Enfin, je sors en courant de son immeuble, et je ne m’arrête qu’en vue de la station de métro.

Je suis extenuée mais tellement satisfaite de ce que j’ai fait. Je ris en même temps que je reprends mon souffle. J’imagine la tête de Romain quand il va ouvrir sa boite aux lettres demain matin : je ris encore plus, c’est trop fort. J’en ai mal au ventre.

J’essaie de me calmer en attendant la rame sur le quai. J’ai la tête haute, je me sens fière de moi, comme jamais je ne l’avais été auparavant. Je sais très bien que ce n’est pas un grand chambardement qui ne changera pas le monde, mais désormais, quand je me ferai jeter sans raison valable, Némésis prendra le relais d’Eileen, et fera payer le malotru !

En attendant, je plane à six pieds du sol.
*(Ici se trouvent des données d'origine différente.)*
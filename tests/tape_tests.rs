use approx::assert_abs_diff_eq;
use tapegrad::{
    function, get_global_tape, no_grad, ops, reset_global_tape, Activation, Array, Error, Linear,
    OpKind, Tape, Variable,
};

fn grad_vec(var: &Variable) -> Vec<f32> {
    var.grad().map(|g| g.to_vec()).unwrap_or_default()
}

#[test]
fn test_linear_mean_closed_form() -> Result<(), Error> {
    // y = x·W + b, loss = mean(y): dW[i, j] = x[i] / out, db[j] = 1 / out
    let weight = Variable::from_vec("w", vec![0.1, 0.2, 0.3, 0.4, 0.5, 0.6], &[3, 2])?;
    let bias = Variable::from_vec("b", vec![1.0, -1.0], &[2])?;
    let layer = Linear::from_params(weight.clone(), bias.clone(), Activation::Identity)?;

    let mut tape = Tape::new();
    let x = Variable::from_vec("x", vec![1.0, 2.0, 3.0], &[1, 3])?;
    let y = layer.forward(&mut tape, &x)?;
    let loss = ops::mean(&mut tape, &y)?;

    // y = [2.2 + 1, 2.8 - 1]
    assert_abs_diff_eq!(loss.to_vec()?[0], 2.5, epsilon = 1e-5);
    tape.backward(&loss)?;

    let grad_w = grad_vec(&weight);
    let expected_w = [0.5, 0.5, 1.0, 1.0, 1.5, 1.5];
    for (got, want) in grad_w.iter().zip(expected_w) {
        assert_abs_diff_eq!(*got, want, epsilon = 1e-6);
    }
    assert_eq!(grad_vec(&bias), vec![0.5, 0.5]);

    // dx[i] = sum_j W[i, j] / out
    let grad_x = grad_vec(&x);
    assert_abs_diff_eq!(grad_x[0], 0.15, epsilon = 1e-6);
    assert_abs_diff_eq!(grad_x[1], 0.35, epsilon = 1e-6);
    assert_abs_diff_eq!(grad_x[2], 0.55, epsilon = 1e-6);
    Ok(())
}

#[test]
fn test_backward_after_reset_fails() -> Result<(), Error> {
    reset_global_tape();
    let layer = Linear::new(2, 2, Activation::Relu)?;
    let x = Variable::from_vec("input", vec![1.0, -1.0], &[1, 2])?;
    let stale_loss = function::mean(&layer.call(&x)?)?;

    reset_global_tape();
    let result = get_global_tape().borrow_mut().backward(&stale_loss);
    assert!(matches!(result, Err(Error::NotRecorded { .. })));
    assert!(layer.weight().grad().is_none());

    // feeding it into the new tape is rejected too
    let result = function::relu(&stale_loss);
    assert!(matches!(result, Err(Error::StaleVariable { .. })));
    assert!(get_global_tape().borrow().is_empty());
    Ok(())
}

#[test]
fn test_backward_on_non_scalar_fails() -> Result<(), Error> {
    let mut tape = Tape::new();
    let x = Variable::from_vec("x", vec![1.0, 2.0, 3.0], &[3])?;
    let y = ops::relu(&mut tape, &x)?;
    let result = tape.backward(&y);
    assert!(matches!(result, Err(Error::NonScalarLoss { shape, .. }) if shape == vec![3]));
    assert!(x.grad().is_none());
    Ok(())
}

#[test]
fn test_backward_on_unrecorded_variable_fails() -> Result<(), Error> {
    let mut tape = Tape::new();
    let x = Variable::from_vec("x", vec![1.0], &[1])?;
    assert!(matches!(
        tape.backward(&x),
        Err(Error::NotRecorded { .. })
    ));
    Ok(())
}

#[test]
fn test_fan_out_gradients_sum() -> Result<(), Error> {
    let mut tape = Tape::new();
    let x = Variable::from_vec("x", vec![1.0, 2.0, 3.0, 4.0], &[4])?;
    let doubled = ops::elementwise_add(&mut tape, &x, &x, 0)?;
    let loss = ops::mean(&mut tape, &doubled)?;
    tape.backward(&loss)?;
    assert_eq!(grad_vec(&x), vec![0.5; 4]);
    Ok(())
}

#[test]
fn test_fan_out_through_two_consumers() -> Result<(), Error> {
    let mut tape = Tape::new();
    let x = Variable::from_vec("x", vec![0.5, -0.5], &[2])?;
    let a = ops::relu(&mut tape, &x)?;
    let b = ops::tanh(&mut tape, &x)?;
    let sum = ops::elementwise_add(&mut tape, &a, &b, 0)?;
    let loss = ops::mean(&mut tape, &sum)?;
    tape.backward(&loss)?;

    let grad = grad_vec(&x);
    let dtanh = |v: f32| 1.0 - v.tanh() * v.tanh();
    assert_abs_diff_eq!(grad[0], 0.5 * (1.0 + dtanh(0.5)), epsilon = 1e-6);
    assert_abs_diff_eq!(grad[1], 0.5 * dtanh(-0.5), epsilon = 1e-6);
    Ok(())
}

#[test]
fn test_accumulation_order_does_not_matter() -> Result<(), Error> {
    // consumers of x recorded in the given order, so replay hands x its
    // contributions in the reverse of that order
    let run = |order: [usize; 3]| -> Result<Vec<f32>, Error> {
        let mut tape = Tape::new();
        let x = Variable::from_vec("x", vec![0.3, -1.2, 2.0], &[3])?;
        let mut branches = vec![None, None, None];
        for i in order {
            let branch = match i {
                0 => ops::sigmoid(&mut tape, &x)?,
                1 => ops::tanh(&mut tape, &x)?,
                _ => ops::relu(&mut tape, &x)?,
            };
            branches[i] = Some(branch);
        }
        let branches: Vec<Variable> = branches.into_iter().flatten().collect();
        let partial = ops::elementwise_add(&mut tape, &branches[0], &branches[1], 0)?;
        let sum = ops::elementwise_add(&mut tape, &partial, &branches[2], 0)?;
        let loss = ops::mean(&mut tape, &sum)?;
        tape.backward(&loss)?;
        Ok(grad_vec(&x))
    };
    let forward = run([0, 1, 2])?;
    let reversed = run([2, 1, 0])?;
    let rotated = run([1, 2, 0])?;
    for (a, b) in forward.iter().zip(&reversed) {
        assert_abs_diff_eq!(*a, *b, epsilon = 1e-6);
    }
    for (a, b) in forward.iter().zip(&rotated) {
        assert_abs_diff_eq!(*a, *b, epsilon = 1e-6);
    }

    let sig = |v: f32| 1.0 / (1.0 + (-v).exp());
    let expected: Vec<f32> = [0.3f32, -1.2, 2.0]
        .iter()
        .map(|&v| {
            let relu = if v > 0.0 { 1.0 } else { 0.0 };
            (sig(v) * (1.0 - sig(v)) + 1.0 - v.tanh() * v.tanh() + relu) / 3.0
        })
        .collect();
    for (a, e) in forward.iter().zip(&expected) {
        assert_abs_diff_eq!(*a, *e, epsilon = 1e-5);
    }
    Ok(())
}

#[test]
fn test_rerun_after_reset_is_deterministic() -> Result<(), Error> {
    let first = Linear::with_seed(4, 3, Activation::Relu, 11)?;
    let second = Linear::with_seed(3, 2, Activation::Identity, 12)?;

    let iteration = || -> Result<(Vec<OpKind>, Vec<Vec<f32>>), Error> {
        reset_global_tape();
        let x = Variable::from_vec("input", vec![0.5, -0.25, 1.0, 2.0], &[1, 4])?;
        let label = Variable::from_vec("label", vec![1.0], &[1, 1])?;
        let probs = function::softmax(&second.call(&first.call(&x)?)?)?;
        let loss = function::mean(&function::cross_entropy(&probs, &label)?)?;
        function::backward(&loss)?;

        let kinds = get_global_tape()
            .borrow()
            .ops()
            .iter()
            .map(|op| op.kind.clone())
            .collect();
        let params = first.params().into_iter().chain(second.params());
        let grads = params
            .map(|p| {
                let grad = grad_vec(&p);
                p.clear_grad();
                grad
            })
            .collect();
        Ok((kinds, grads))
    };

    let (kinds_a, grads_a) = iteration()?;
    let (kinds_b, grads_b) = iteration()?;
    assert_eq!(kinds_a, kinds_b);
    assert_eq!(grads_a, grads_b);
    assert_eq!(kinds_a.len(), 8);
    Ok(())
}

#[test]
fn test_no_grad_computes_without_recording() -> Result<(), Error> {
    reset_global_tape();
    let x = Variable::from_vec("x", vec![-1.0, 1.0], &[2])?;
    let y = no_grad(|| function::sigmoid(&x))?;
    assert_abs_diff_eq!(y.to_vec()?[0], 1.0 / (1.0 + 1f32.exp()), epsilon = 1e-6);
    assert!(get_global_tape().borrow().is_empty());

    let z = function::mean(&x)?;
    assert_eq!(get_global_tape().borrow().len(), 1);
    assert_eq!(z.to_vec()?, vec![0.0]);
    Ok(())
}

#[test]
fn test_independent_tapes_coexist() -> Result<(), Error> {
    let mut first = Tape::new();
    let mut second = Tape::new();
    let w = Variable::from_vec("w", vec![1.0, 2.0], &[2])?;

    let loss_a = ops::mean(&mut first, &w)?;
    let scaled = ops::elementwise_add(&mut second, &w, &w, 0)?;
    let loss_b = ops::mean(&mut second, &scaled)?;

    first.backward(&loss_a)?;
    second.backward(&loss_b)?;
    // 0.5 from the first tape plus 1.0 from the second
    assert_eq!(grad_vec(&w), vec![1.5, 1.5]);
    Ok(())
}

#[test]
fn test_non_finite_values_propagate() -> Result<(), Error> {
    let mut tape = Tape::new();
    let probs = Variable::from_array("p", Array::from_vec(vec![0.0, 1.0], &[1, 2])?);
    let label = Variable::from_vec("label", vec![0.0], &[1, 1])?;
    let ce = ops::cross_entropy(&mut tape, &probs, &label)?;
    let loss = ops::mean(&mut tape, &ce)?;
    assert!(loss.to_vec()?[0].is_infinite());
    tape.backward(&loss)?;
    assert!(grad_vec(&probs)[0].is_infinite());
    Ok(())
}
J’ai remis les écouteurs, et j’enchaine par le « Stabat Mater » de Pergolèse, c’est du baroque, ça me met dans un état contemplatif extraordinaire. Je vais m’assoir au fond de la rame, je regarde les stations défiler tranquillement. L’effet d’euphorie semble en chute libre, le roulis du métro calme définitivement l’adrénaline… Je repense à ce que j’ai fait et je me dis qu’il y a un point négatif toute de même : si jamais Romain avait voulu changer d’avis et revenir avec moi, c’est désormais impossible. En tout cas, moi, après un truc pareil, je ne pourrais pas.

Je spécule sur ce que je ne connais pas, simplement parce que j’aurais tellement aimé rester avec ce mec que je me dis que les miracles existent. Je me suis fait jeter des dizaines de fois, sans raison parfois, et je sais qu’ils ne reviennent jamais. Alors, ce n’est pas grave : tant pis pour lui, tant pis pour moi.

Je me rends compte que mes mains sentent mauvais : je les essuie avec un mouchoir en papier, je frotte autant que je peux, mais sans savon, ça ne change rien. Cette odeur me ramène à la réalité : ma vie est terne et sans saveur, mais pas sans mauvaises odeurs… J’arrête la musique car si ça continue, c’est moi qui vais finir sur la croix. De toute façon, on arrive à la station Belleville, c’est là que je descends.

Il est presque minuit, il faut que je me hâte de rentrer, je me lève tôt le matin pour aller faire semblant de bosser, et il faut que je range tout mon attirail avant de me coucher… Je remplis l’évier d’eau savonneuse, je plonge la boite, mais je laisse tremper ; je range dans une armoire, le foulard et le loup.

Je me couche avec le sentiment du devoir accompli, j’ai l’impression d’être la petite cousine de Wonderwoman : c’est dur d’être une super héroïne. Oui dur, mais pas impossible. En tout cas, Némésis a fait son baptême du feu, et les mecs étant ce qu’ils sont, je pense qu’il y en aura d’autres, c’est inévitable.

J’éteins la lumière, l’obscurité m’apaise, je m’endors quasiment tout de suite.